Control submodule 301 is used for, and m and the two value in finite field of j of needs being carried out the scalar multiplication send to territory conversion submodule 302; The value in m and each territory, comfortable Montgomery of j is sent to territory, Montgomery multiplication submodule 303; 1 mj that returns with territory, Montgomery multiplication submodule 303 is sent to territory, Montgomery multiplication submodule 303;

Conversion submodule 302 in territory is used for, and the value that converts m and the two value in finite field of j into each territory, comfortable Montgomery is respectively returned and controlled submodule 301;

Territory, Montgomery multiplication submodule 303 is used for, and the value in m and each territory, comfortable Montgomery of j is carried out the multiplying of territory, Montgomery, and the product mj that obtains is returned control submodule 301; Mj and 1 is carried out the multiplying of territory, Montgomery, obtain m and j scalar product in the value of finite field; M and j are returned control submodule 301 at the scalar product of the value of finite field.

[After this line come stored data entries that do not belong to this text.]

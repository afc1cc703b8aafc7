//! Implements SecretEntryPort with a masked inquire password prompt.

use crate::adapters::ui::progress::IndicatifProgress;
use crate::adapters::ui::{prompt_outcome, run_prompt};
use crate::domain::{CollectionOutcome, DomainError, Passphrase, PassphraseRequest};
use crate::ports::SecretEntryPort;
use async_trait::async_trait;
use inquire::{Password, PasswordDisplayMode};
use std::sync::Arc;
use tracing::debug;

/// Passphrase prompt. Runs on the blocking pool so the runtime keeps polling.
pub struct InquireSecretEntry {
    progress: Arc<IndicatifProgress>,
}

impl InquireSecretEntry {
    /// `progress` is the indicator sharing the terminal; it is held still while
    /// the prompt is open.
    pub fn new(progress: Arc<IndicatifProgress>) -> Self {
        Self { progress }
    }
}

fn prompt_text(request: &PassphraseRequest) -> &'static str {
    if request.symmetric {
        "Passphrase for symmetric encryption:"
    } else {
        "Passphrase to unlock your key:"
    }
}

#[async_trait]
impl SecretEntryPort for InquireSecretEntry {
    async fn request_passphrase(
        &self,
        request: PassphraseRequest,
    ) -> Result<CollectionOutcome<Passphrase>, DomainError> {
        debug!(code = %request.code, symmetric = request.symmetric, "opening passphrase prompt");
        let text = prompt_text(&request);
        let answer = run_prompt(Arc::clone(&self.progress), move || {
            Password::new(text)
                .without_confirmation()
                .with_display_mode(PasswordDisplayMode::Masked)
                .with_help_message("Esc to cancel")
                .prompt()
        })
        .await
        .map_err(|e| DomainError::SecretEntry(format!("prompt task: {}", e)))?;

        prompt_outcome(answer, Passphrase::new, DomainError::SecretEntry)
    }
}
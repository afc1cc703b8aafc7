//! crypto-resume: crypto operations that pause for a passphrase or a hardware-token
//! tap and pick up where they left off, with Hexagonal Architecture.

pub mod adapters;
pub mod domain;
pub mod ports;
pub mod shared;
pub mod usecases;

#[cfg(test)]
mod test_support;
//! Implements ProgressPort with indicatif. One bar per tag.

use crate::domain::{ProgressStyle, ProgressUpdate};
use crate::ports::ProgressPort;
use indicatif::{ProgressBar, ProgressStyle as BarStyle};
use std::collections::HashMap;
use std::sync::{Mutex, MutexGuard, PoisonError};
use std::time::Duration;
use tracing::debug;

const BAR_TEMPLATE: &str = "{spinner:.magenta} {msg:32!} [{bar:30.cyan/blue}] {pos}/{len}";
const SPINNER_TEMPLATE: &str = "{spinner:.magenta} {msg}";

#[derive(Default)]
pub struct IndicatifProgress {
    bars: Mutex<HashMap<String, ProgressBar>>,
}

impl IndicatifProgress {
    pub fn new() -> Self {
        Self::default()
    }

    fn bars(&self) -> MutexGuard<'_, HashMap<String, ProgressBar>> {
        self.bars.lock().unwrap_or_else(PoisonError::into_inner)
    }

    /// Clear every bar and hold its redraws until `f` returns. Anything else
    /// writing to the terminal, prompts in particular, runs through here.
    pub fn suspend<T>(&self, f: impl FnOnce() -> T) -> T {
        let bars: Vec<ProgressBar> = self.bars().values().cloned().collect();
        suspend_all(&bars, f)
    }
}

fn suspend_all<T>(bars: &[ProgressBar], f: impl FnOnce() -> T) -> T {
    match bars.split_first() {
        Some((bar, rest)) => bar.suspend(|| suspend_all(rest, f)),
        None => f(),
    }
}

fn build_bar(message: &str, style: ProgressStyle) -> ProgressBar {
    let bar = match style {
        ProgressStyle::Horizontal => {
            let bar = ProgressBar::new(0);
            bar.set_style(
                BarStyle::with_template(BAR_TEMPLATE)
                    .unwrap_or_else(|_| BarStyle::default_bar())
                    .progress_chars("=>-"),
            );
            bar
        }
        ProgressStyle::Spinner => {
            let bar = ProgressBar::new_spinner();
            bar.set_style(
                BarStyle::with_template(SPINNER_TEMPLATE)
                    .unwrap_or_else(|_| BarStyle::default_spinner()),
            );
            bar
        }
    };
    bar.enable_steady_tick(Duration::from_millis(100));
    bar.set_message(message.to_string());
    bar
}

impl ProgressPort for IndicatifProgress {
    fn show(&self, tag: &str, message: &str, style: ProgressStyle, cancelable: bool) {
        let mut bars = self.bars();
        if bars.contains_key(tag) {
            return;
        }
        debug!(tag, ?style, cancelable, "showing progress");
        bars.insert(tag.to_string(), build_bar(message, style));
    }

    fn set_progress(&self, tag: &str, update: &ProgressUpdate) {
        let bars = self.bars();
        let Some(bar) = bars.get(tag) else {
            return;
        };
        bar.set_length(update.max);
        bar.set_position(update.current);
        bar.set_message(update.message.clone());
    }

    fn dismiss(&self, tag: &str) {
        if let Some(bar) = self.bars().remove(tag) {
            debug!(tag, "dismissing progress");
            bar.finish_and_clear();
        }
    }
}
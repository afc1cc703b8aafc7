//! Scripted fakes for the ports. Test-only.

use crate::domain::{
    CollectionOutcome, CryptoInputMaterial, Diagnostic, DomainError, OperationResult, Passphrase,
    PassphraseRequest, ProgressStyle, ProgressUpdate, TokenRequest, TokenResponse,
};
use crate::ports::{
    EventSink, Executor, NotificationPort, OperationHooks, ProgressPort, SecretEntryPort,
    TokenInteractionPort,
};
use std::collections::VecDeque;
use std::sync::atomic::{AtomicUsize, Ordering};
use std::sync::{Arc, Mutex};
use tokio::sync::oneshot;

enum Scripted<S> {
    Finish(OperationResult<S>),
    /// Drop the sink without a result.
    Vanish,
    Reject(DomainError),
}

/// What the scripted executor does with one submission.
pub struct Submission<S> {
    progress: Vec<ProgressUpdate>,
    outcome: Scripted<S>,
}

impl<S> Submission<S> {
    pub fn finishing(result: OperationResult<S>) -> Self {
        Self {
            progress: Vec::new(),
            outcome: Scripted::Finish(result),
        }
    }

    pub fn vanishing() -> Self {
        Self {
            progress: Vec::new(),
            outcome: Scripted::Vanish,
        }
    }

    pub fn rejecting(error: DomainError) -> Self {
        Self {
            progress: Vec::new(),
            outcome: Scripted::Reject(error),
        }
    }

    pub fn with_progress(mut self, progress: Vec<ProgressUpdate>) -> Self {
        self.progress = progress;
        self
    }
}

/// Executor that replays one scripted [`Submission`] per `submit` and records what it got.
pub struct ScriptedExecutor<R, S> {
    script: Mutex<VecDeque<Submission<S>>>,
    submitted: Mutex<Vec<(Arc<R>, CryptoInputMaterial)>>,
}

impl<R, S> ScriptedExecutor<R, S> {
    pub fn new(script: Vec<Submission<S>>) -> Self {
        Self {
            script: Mutex::new(script.into()),
            submitted: Mutex::new(Vec::new()),
        }
    }

    pub fn submissions(&self) -> Vec<(Arc<R>, CryptoInputMaterial)> {
        self.submitted.lock().expect("submitted lock").clone()
    }
}

impl<R, S> Executor<R, S> for ScriptedExecutor<R, S>
where
    R: Send + Sync,
    S: Send,
{
    fn submit(
        &self,
        request: Arc<R>,
        material: CryptoInputMaterial,
        sink: EventSink<S>,
    ) -> Result<(), DomainError> {
        self.submitted
            .lock()
            .expect("submitted lock")
            .push((request, material));

        let Some(step) = self.script.lock().expect("script lock").pop_front() else {
            return Err(DomainError::Executor("script exhausted".into()));
        };
        for update in step.progress {
            sink.progress(update.message, update.current, update.max);
        }
        match step.outcome {
            Scripted::Finish(result) => {
                sink.finish(result);
                Ok(())
            }
            Scripted::Vanish => Ok(()),
            Scripted::Reject(error) => Err(error),
        }
    }
}

#[derive(Default)]
struct ProgressLog {
    shows: usize,
    updates: usize,
    dismissals: usize,
    last_cancelable: Option<bool>,
}

#[derive(Default)]
pub struct RecordingProgress {
    log: Mutex<ProgressLog>,
}

impl RecordingProgress {
    pub fn shows(&self) -> usize {
        self.log.lock().expect("progress lock").shows
    }

    pub fn updates(&self) -> usize {
        self.log.lock().expect("progress lock").updates
    }

    pub fn dismissals(&self) -> usize {
        self.log.lock().expect("progress lock").dismissals
    }

    pub fn last_show_cancelable(&self) -> Option<bool> {
        self.log.lock().expect("progress lock").last_cancelable
    }
}

impl ProgressPort for RecordingProgress {
    fn show(&self, _tag: &str, _message: &str, _style: ProgressStyle, cancelable: bool) {
        let mut log = self.log.lock().expect("progress lock");
        log.shows += 1;
        log.last_cancelable = Some(cancelable);
    }

    fn set_progress(&self, _tag: &str, _update: &ProgressUpdate) {
        self.log.lock().expect("progress lock").updates += 1;
    }

    fn dismiss(&self, _tag: &str) {
        self.log.lock().expect("progress lock").dismissals += 1;
    }
}

#[derive(Default)]
pub struct RecordingNotifier {
    notified: Mutex<Vec<Diagnostic>>,
}

impl RecordingNotifier {
    pub fn notified(&self) -> Vec<Diagnostic> {
        self.notified.lock().expect("notifier lock").clone()
    }
}

impl NotificationPort for RecordingNotifier {
    fn notify_error(&self, diagnostic: &Diagnostic) {
        self.notified
            .lock()
            .expect("notifier lock")
            .push(diagnostic.clone());
    }
}

pub struct ScriptedSecretEntry {
    outcomes: Mutex<VecDeque<CollectionOutcome<Passphrase>>>,
    requests: Mutex<Vec<PassphraseRequest>>,
}

impl ScriptedSecretEntry {
    pub fn new(outcomes: Vec<CollectionOutcome<Passphrase>>) -> Self {
        Self {
            outcomes: Mutex::new(outcomes.into()),
            requests: Mutex::new(Vec::new()),
        }
    }

    /// Obtains each of `secrets` in turn.
    pub fn obtaining(secrets: &[&str]) -> Self {
        Self::new(
            secrets
                .iter()
                .map(|s| CollectionOutcome::Obtained(Passphrase::new(*s)))
                .collect(),
        )
    }

    pub fn requests(&self) -> Vec<PassphraseRequest> {
        self.requests.lock().expect("requests lock").clone()
    }
}

#[async_trait::async_trait]
impl SecretEntryPort for ScriptedSecretEntry {
    async fn request_passphrase(
        &self,
        request: PassphraseRequest,
    ) -> Result<CollectionOutcome<Passphrase>, DomainError> {
        self.requests.lock().expect("requests lock").push(request);
        self.outcomes
            .lock()
            .expect("outcomes lock")
            .pop_front()
            .ok_or_else(|| DomainError::SecretEntry("script exhausted".into()))
    }
}

pub struct ScriptedTokenInteraction {
    outcomes: Mutex<VecDeque<CollectionOutcome<TokenResponse>>>,
    requests: Mutex<Vec<TokenRequest>>,
}

impl ScriptedTokenInteraction {
    pub fn new(outcomes: Vec<CollectionOutcome<TokenResponse>>) -> Self {
        Self {
            outcomes: Mutex::new(outcomes.into()),
            requests: Mutex::new(Vec::new()),
        }
    }

    pub fn requests(&self) -> Vec<TokenRequest> {
        self.requests.lock().expect("requests lock").clone()
    }
}

#[async_trait::async_trait]
impl TokenInteractionPort for ScriptedTokenInteraction {
    async fn request_token(
        &self,
        request: TokenRequest,
    ) -> Result<CollectionOutcome<TokenResponse>, DomainError> {
        self.requests.lock().expect("requests lock").push(request);
        self.outcomes
            .lock()
            .expect("outcomes lock")
            .pop_front()
            .ok_or_else(|| DomainError::TokenInteraction("script exhausted".into()))
    }
}

/// Secret entry that blocks until the test releases an outcome.
pub struct GatedSecretEntry {
    gate: Mutex<Option<oneshot::Receiver<CollectionOutcome<Passphrase>>>>,
}

impl GatedSecretEntry {
    pub fn new() -> (Self, oneshot::Sender<CollectionOutcome<Passphrase>>) {
        let (tx, rx) = oneshot::channel();
        (
            Self {
                gate: Mutex::new(Some(rx)),
            },
            tx,
        )
    }
}

#[async_trait::async_trait]
impl SecretEntryPort for GatedSecretEntry {
    async fn request_passphrase(
        &self,
        _request: PassphraseRequest,
    ) -> Result<CollectionOutcome<Passphrase>, DomainError> {
        let gate = self.gate.lock().expect("gate lock").take();
        let Some(gate) = gate else {
            return Err(DomainError::SecretEntry("gate already used".into()));
        };
        gate.await
            .map_err(|_| DomainError::SecretEntry("gate dropped".into()))
    }
}

/// Hooks that record every call. `build_request` hands out a clone of `request`.
pub struct RecordingHooks<R, S> {
    request: Option<R>,
    builds: AtomicUsize,
    successes: Mutex<Vec<S>>,
    errors: Mutex<Vec<Diagnostic>>,
    cancellations: AtomicUsize,
}

impl<R, S> RecordingHooks<R, S> {
    fn with_request(request: Option<R>) -> Self {
        Self {
            request,
            builds: AtomicUsize::new(0),
            successes: Mutex::new(Vec::new()),
            errors: Mutex::new(Vec::new()),
            cancellations: AtomicUsize::new(0),
        }
    }

    pub fn building(request: R) -> Self {
        Self::with_request(Some(request))
    }

    pub fn declining() -> Self {
        Self::with_request(None)
    }

    pub fn builds(&self) -> usize {
        self.builds.load(Ordering::SeqCst)
    }

    pub fn cancellations(&self) -> usize {
        self.cancellations.load(Ordering::SeqCst)
    }

    pub fn errors(&self) -> Vec<Diagnostic> {
        self.errors.lock().expect("errors lock").clone()
    }
}

impl<R, S: Clone> RecordingHooks<R, S> {
    pub fn successes(&self) -> Vec<S> {
        self.successes.lock().expect("successes lock").clone()
    }
}

impl<R, S> OperationHooks<R, S> for RecordingHooks<R, S>
where
    R: Clone + Send + Sync,
    S: Send,
{
    fn build_request(&self) -> Option<R> {
        self.builds.fetch_add(1, Ordering::SeqCst);
        self.request.clone()
    }

    fn on_success(&self, payload: S) {
        self.successes.lock().expect("successes lock").push(payload);
    }

    fn on_error(&self, diagnostic: &Diagnostic, notifier: &dyn NotificationPort) {
        self.errors
            .lock()
            .expect("errors lock")
            .push(diagnostic.clone());
        notifier.notify_error(diagnostic);
    }

    fn on_cancelled(&self) {
        self.cancellations.fetch_add(1, Ordering::SeqCst);
    }
}
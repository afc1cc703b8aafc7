//! Port traits. API boundaries for the hexagon.
//!
//! - Inbound: Called by the owning view into the application
//! - Outbound: Called by the application into the executor and the collaborators

pub mod event_sink;
pub mod inbound;
pub mod outbound;

pub use event_sink::EventSink;
pub use inbound::OperationHooks;
pub use outbound::{
    Executor, NotificationPort, ProgressPort, SecretEntryPort, TokenInteractionPort,
};
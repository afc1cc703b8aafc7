//! Simulated signing executor for the demo binary.
//!
//! Behaves like an out-of-process signing service: work runs on a spawned task,
//! reports progress and asks for the key passphrase (and a token touch when the
//! key lives on a card) before it produces a signature. No real cryptography.

use crate::domain::{
    CryptoInputMaterial, Diagnostic, DomainError, HardwareTokenPurpose, OperationResult,
    RequiredInput,
};
use crate::ports::{EventSink, Executor};
use std::collections::hash_map::DefaultHasher;
use std::hash::{Hash, Hasher};
use std::sync::Arc;
use std::time::Duration;
use tracing::info;

/// What the demo asks the executor to do.
#[derive(Debug, Clone, PartialEq, Eq)]
pub struct SignRequest {
    pub message: String,
}

/// Simulated detached signature.
#[derive(Debug, Clone, PartialEq, Eq)]
pub struct Signature {
    pub hex: String,
}

const STEPS: u64 = 3;

pub struct SimulatedExecutor {
    passphrase: Arc<str>,
    require_token: bool,
    step_delay: Duration,
}

impl SimulatedExecutor {
    pub fn new(passphrase: impl Into<String>, require_token: bool, step_delay: Duration) -> Self {
        Self {
            passphrase: Arc::from(passphrase.into()),
            require_token,
            step_delay,
        }
    }

    async fn run(
        passphrase: Arc<str>,
        require_token: bool,
        step_delay: Duration,
        request: Arc<SignRequest>,
        material: CryptoInputMaterial,
        sink: EventSink<Signature>,
    ) {
        sink.progress("Loading key…", 1, STEPS);
        tokio::time::sleep(step_delay).await;

        let result = match check_material(&passphrase, require_token, &material) {
            Some(stop) => stop,
            None => {
                sink.progress("Hashing message…", 2, STEPS);
                tokio::time::sleep(step_delay).await;
                sink.progress("Signing…", STEPS, STEPS);
                tokio::time::sleep(step_delay).await;
                OperationResult::Success(sign(&request.message, &material))
            }
        };
        info!(submission = sink.submission(), "[SIMULATED] submission finished");
        sink.finish(result);
    }
}

/// Returns the pending/error result that stops this submission, if any.
fn check_material(
    expected: &str,
    require_token: bool,
    material: &CryptoInputMaterial,
) -> Option<OperationResult<Signature>> {
    let Some(passphrase) = material.passphrase() else {
        return Some(OperationResult::Pending(RequiredInput::SecretPassphrase {
            symmetric: false,
        }));
    };
    if passphrase.expose() != expected {
        return Some(OperationResult::Error(Diagnostic::new("bad passphrase")));
    }
    if require_token && material.token_response(HardwareTokenPurpose::Sign).is_none() {
        return Some(OperationResult::Pending(RequiredInput::HardwareToken {
            purpose: HardwareTokenPurpose::Sign,
        }));
    }
    None
}

fn sign(message: &str, material: &CryptoInputMaterial) -> Signature {
    let mut hasher = DefaultHasher::new();
    message.hash(&mut hasher);
    if let Some(token) = material.token_response(HardwareTokenPurpose::Sign) {
        token.as_bytes().hash(&mut hasher);
    }
    Signature {
        hex: format!("{:016x}", hasher.finish()),
    }
}

impl Executor<SignRequest, Signature> for SimulatedExecutor {
    fn submit(
        &self,
        request: Arc<SignRequest>,
        material: CryptoInputMaterial,
        sink: EventSink<Signature>,
    ) -> Result<(), DomainError> {
        let runtime = tokio::runtime::Handle::try_current()
            .map_err(|e| DomainError::Executor(format!("no async runtime: {}", e)))?;
        info!(
            submission = sink.submission(),
            material = material.len(),
            "[SIMULATED] accepted sign request"
        );
        runtime.spawn(Self::run(
            Arc::clone(&self.passphrase),
            self.require_token,
            self.step_delay,
            request,
            material,
            sink,
        ));
        Ok(())
    }
}
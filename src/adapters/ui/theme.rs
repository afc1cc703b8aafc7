//! Prompt styling for every inquire prompt the adapters open.

use inquire::ui::{Color, RenderConfig, Styled};

/// Sets the global inquire render config: magenta prefix, cyan answers.
pub fn apply_theme() {
    let config = RenderConfig::default()
        .with_prompt_prefix(Styled::new("›").with_fg(Color::LightMagenta))
        .with_answered_prompt_prefix(Styled::new("✔").with_fg(Color::LightCyan))
        .with_canceled_prompt_indicator(Styled::new("<cancelled>").with_fg(Color::DarkGrey));
    inquire::set_global_render_config(config);
}
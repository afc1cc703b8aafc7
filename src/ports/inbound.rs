//! Inbound port. The view that starts an operation plugs its logic in here.

use crate::domain::Diagnostic;
use crate::ports::NotificationPort;

/// Caller-side hooks for one kind of crypto operation.
///
/// `R` is the request payload, `S` the success payload.
pub trait OperationHooks<R, S>: Send + Sync {
    /// Build the request. `None` means the caller declines to proceed
    /// (missing preconditions); nothing is dispatched.
    fn build_request(&self) -> Option<R>;

    fn on_success(&self, payload: S);

    /// Default: surface the diagnostic through the notification collaborator.
    fn on_error(&self, diagnostic: &Diagnostic, notifier: &dyn NotificationPort) {
        notifier.notify_error(diagnostic);
    }

    /// Default: nothing beyond the indicator dismissal the orchestrator already does.
    fn on_cancelled(&self) {}
}
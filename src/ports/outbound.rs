//! Outbound ports. Application calls into infrastructure.
//!
//! Implemented by adapters.

use crate::domain::{
    CollectionOutcome, CryptoInputMaterial, Diagnostic, DomainError, Passphrase,
    PassphraseRequest, ProgressStyle, ProgressUpdate, TokenRequest, TokenResponse,
};
use crate::ports::EventSink;
use std::sync::Arc;

/// Out-of-process worker that performs the actual crypto operation.
///
/// `submit` must return immediately. The work runs elsewhere and reports back
/// through `sink`: any number of progress updates, then exactly one
/// [`finish`](EventSink::finish).
pub trait Executor<R, S>: Send + Sync {
    fn submit(
        &self,
        request: Arc<R>,
        material: CryptoInputMaterial,
        sink: EventSink<S>,
    ) -> Result<(), DomainError>;
}

/// Collects a passphrase from the user.
#[async_trait::async_trait]
pub trait SecretEntryPort: Send + Sync {
    /// Returns `Cancelled` when the user declines. `Err` is reserved for the
    /// collaborator itself failing (terminal gone, prompt crashed).
    async fn request_passphrase(
        &self,
        request: PassphraseRequest,
    ) -> Result<CollectionOutcome<Passphrase>, DomainError>;
}

/// Drives a physical interaction with a hardware token.
#[async_trait::async_trait]
pub trait TokenInteractionPort: Send + Sync {
    async fn request_token(
        &self,
        request: TokenRequest,
    ) -> Result<CollectionOutcome<TokenResponse>, DomainError>;
}

/// Progress indicator surface. Indicators are identified by `tag`.
pub trait ProgressPort: Send + Sync {
    fn show(&self, tag: &str, message: &str, style: ProgressStyle, cancelable: bool);

    fn set_progress(&self, tag: &str, update: &ProgressUpdate);

    fn dismiss(&self, tag: &str);
}

/// Renders an operation failure to the user.
pub trait NotificationPort: Send + Sync {
    fn notify_error(&self, diagnostic: &Diagnostic);
}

Here related m and j are two scalars that carry out the scalar multiplication; It can represent x10 and the rA that carries out the scalar multiplication through initiator control centre among Fig. 2 201; Or h and tA, also can represent the x20 and the rB that carry out the scalar multiplication through response party control centre 206, or h and tB.

Among the present invention; Initiator control centre and response party control centre are transformed into two data of scalar multiplication in the territory, Montgomery by finite field and carry out; Can reduce the computing difficulty greatly, improve operation efficiency, help further improving the arithmetic speed of IKE.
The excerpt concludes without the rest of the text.